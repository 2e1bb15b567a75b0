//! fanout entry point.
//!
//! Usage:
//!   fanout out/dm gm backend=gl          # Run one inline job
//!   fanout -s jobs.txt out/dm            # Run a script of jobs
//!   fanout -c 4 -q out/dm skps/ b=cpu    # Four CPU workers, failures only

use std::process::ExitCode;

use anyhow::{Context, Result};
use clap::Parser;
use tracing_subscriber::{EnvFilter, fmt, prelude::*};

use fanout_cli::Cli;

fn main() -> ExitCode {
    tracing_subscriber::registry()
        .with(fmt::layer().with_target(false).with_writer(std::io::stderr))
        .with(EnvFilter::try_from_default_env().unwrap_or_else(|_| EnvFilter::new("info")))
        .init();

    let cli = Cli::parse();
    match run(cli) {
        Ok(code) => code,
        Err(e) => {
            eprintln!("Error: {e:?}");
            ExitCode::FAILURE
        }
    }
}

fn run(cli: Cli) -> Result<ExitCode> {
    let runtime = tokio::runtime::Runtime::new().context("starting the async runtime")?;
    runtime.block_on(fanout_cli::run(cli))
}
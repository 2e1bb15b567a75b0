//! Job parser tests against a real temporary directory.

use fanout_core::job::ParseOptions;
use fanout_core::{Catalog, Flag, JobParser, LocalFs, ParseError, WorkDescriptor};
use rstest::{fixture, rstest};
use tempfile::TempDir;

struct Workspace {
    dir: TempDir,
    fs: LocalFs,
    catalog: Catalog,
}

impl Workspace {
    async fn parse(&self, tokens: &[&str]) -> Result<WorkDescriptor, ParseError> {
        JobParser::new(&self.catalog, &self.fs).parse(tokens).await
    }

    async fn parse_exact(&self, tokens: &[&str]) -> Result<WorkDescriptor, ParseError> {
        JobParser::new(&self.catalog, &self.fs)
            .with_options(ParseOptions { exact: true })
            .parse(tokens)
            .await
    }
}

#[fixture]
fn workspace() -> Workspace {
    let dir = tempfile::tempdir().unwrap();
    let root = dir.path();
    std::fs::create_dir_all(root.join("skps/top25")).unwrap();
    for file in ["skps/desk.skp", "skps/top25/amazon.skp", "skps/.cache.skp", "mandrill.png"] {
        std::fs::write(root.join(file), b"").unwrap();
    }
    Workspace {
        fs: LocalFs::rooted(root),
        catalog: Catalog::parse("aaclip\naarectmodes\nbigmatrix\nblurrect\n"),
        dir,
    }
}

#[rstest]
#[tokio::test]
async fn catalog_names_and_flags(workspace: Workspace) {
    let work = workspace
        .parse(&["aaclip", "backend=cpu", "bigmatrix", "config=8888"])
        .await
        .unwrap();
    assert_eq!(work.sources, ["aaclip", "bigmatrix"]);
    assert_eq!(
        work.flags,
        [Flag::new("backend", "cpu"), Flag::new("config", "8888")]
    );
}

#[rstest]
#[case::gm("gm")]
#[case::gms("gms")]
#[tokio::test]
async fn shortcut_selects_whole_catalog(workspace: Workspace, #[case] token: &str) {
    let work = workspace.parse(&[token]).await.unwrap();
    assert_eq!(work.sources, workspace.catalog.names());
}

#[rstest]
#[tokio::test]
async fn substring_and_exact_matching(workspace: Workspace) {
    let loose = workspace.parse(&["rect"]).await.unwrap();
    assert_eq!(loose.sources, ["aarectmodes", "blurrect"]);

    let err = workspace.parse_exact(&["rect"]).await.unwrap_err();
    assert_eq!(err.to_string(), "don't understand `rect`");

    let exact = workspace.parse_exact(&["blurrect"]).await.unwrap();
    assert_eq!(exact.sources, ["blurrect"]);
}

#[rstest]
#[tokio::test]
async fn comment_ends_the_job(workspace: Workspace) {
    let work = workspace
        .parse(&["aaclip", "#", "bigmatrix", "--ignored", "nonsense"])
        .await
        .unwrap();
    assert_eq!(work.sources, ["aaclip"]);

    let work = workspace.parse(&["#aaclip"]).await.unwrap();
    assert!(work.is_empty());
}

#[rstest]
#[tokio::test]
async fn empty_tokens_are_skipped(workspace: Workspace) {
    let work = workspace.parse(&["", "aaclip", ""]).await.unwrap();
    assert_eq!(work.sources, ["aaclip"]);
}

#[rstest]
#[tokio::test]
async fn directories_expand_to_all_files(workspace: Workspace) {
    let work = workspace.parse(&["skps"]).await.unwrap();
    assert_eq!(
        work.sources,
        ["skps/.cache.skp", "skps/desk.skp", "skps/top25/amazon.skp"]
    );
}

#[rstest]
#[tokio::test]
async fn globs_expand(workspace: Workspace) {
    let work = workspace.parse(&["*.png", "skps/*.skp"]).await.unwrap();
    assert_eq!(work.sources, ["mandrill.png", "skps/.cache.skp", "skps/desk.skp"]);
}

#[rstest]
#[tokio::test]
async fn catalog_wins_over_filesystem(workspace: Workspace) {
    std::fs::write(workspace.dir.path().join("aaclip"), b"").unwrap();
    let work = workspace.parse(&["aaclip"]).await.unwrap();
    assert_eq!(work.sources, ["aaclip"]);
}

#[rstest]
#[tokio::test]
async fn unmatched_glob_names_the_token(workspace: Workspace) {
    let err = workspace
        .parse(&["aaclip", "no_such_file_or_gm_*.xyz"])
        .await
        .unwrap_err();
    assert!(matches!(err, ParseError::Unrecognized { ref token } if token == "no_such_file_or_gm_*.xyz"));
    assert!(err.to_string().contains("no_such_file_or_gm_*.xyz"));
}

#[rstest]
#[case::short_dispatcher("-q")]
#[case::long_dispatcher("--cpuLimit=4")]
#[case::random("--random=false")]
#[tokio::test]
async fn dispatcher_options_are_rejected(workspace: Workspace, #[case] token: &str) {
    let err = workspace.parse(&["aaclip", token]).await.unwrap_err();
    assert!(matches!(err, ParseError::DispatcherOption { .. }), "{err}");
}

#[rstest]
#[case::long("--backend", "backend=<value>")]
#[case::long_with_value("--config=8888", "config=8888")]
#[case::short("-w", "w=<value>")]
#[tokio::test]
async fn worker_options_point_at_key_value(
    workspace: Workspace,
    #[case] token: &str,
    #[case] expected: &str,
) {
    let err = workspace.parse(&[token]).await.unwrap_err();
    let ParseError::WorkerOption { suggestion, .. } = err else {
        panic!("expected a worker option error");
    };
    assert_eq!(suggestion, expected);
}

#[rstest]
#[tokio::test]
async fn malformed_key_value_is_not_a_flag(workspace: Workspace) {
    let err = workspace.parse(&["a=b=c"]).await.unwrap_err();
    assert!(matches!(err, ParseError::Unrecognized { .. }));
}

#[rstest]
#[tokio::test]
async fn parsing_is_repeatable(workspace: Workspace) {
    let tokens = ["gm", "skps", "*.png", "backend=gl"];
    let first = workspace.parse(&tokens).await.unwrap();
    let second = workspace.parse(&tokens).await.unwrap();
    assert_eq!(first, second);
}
============================================================
▶ Assignment
Starting with the first line of the entries and ending with the line that has "ExitCode::FAILURE", copy each line exactly and add nothing.

▶ Solved exercise
repository 2e1bb15b567a75b0
//! fanout entry point.
//!
//! Usage:
//!   fanout out/dm gm backend=gl          # Run one inline job
//!   fanout -s jobs.txt out/dm            # Run a script of jobs
//!   fanout -c 4 -q out/dm skps/ b=cpu    # Four CPU workers, failures only

use std::process::ExitCode;

use anyhow::{Context, Result};
use clap::Parser;
use tracing_subscriber::{EnvFilter, fmt, prelude::*};

use fanout_cli::Cli;

fn main() -> ExitCode {
    tracing_subscriber::registry()
        .with(fmt::layer().with_target(false).with_writer(std::io::stderr))
        .with(EnvFilter::try_from_default_env().unwrap_or_else(|_| EnvFilter::new("info")))
        .init();

    let cli = Cli::parse();
    match run(cli) {
        Ok(code) => code,
        Err(e) => {
            eprintln!("Error: {e:?}");
            ExitCode::FAILURE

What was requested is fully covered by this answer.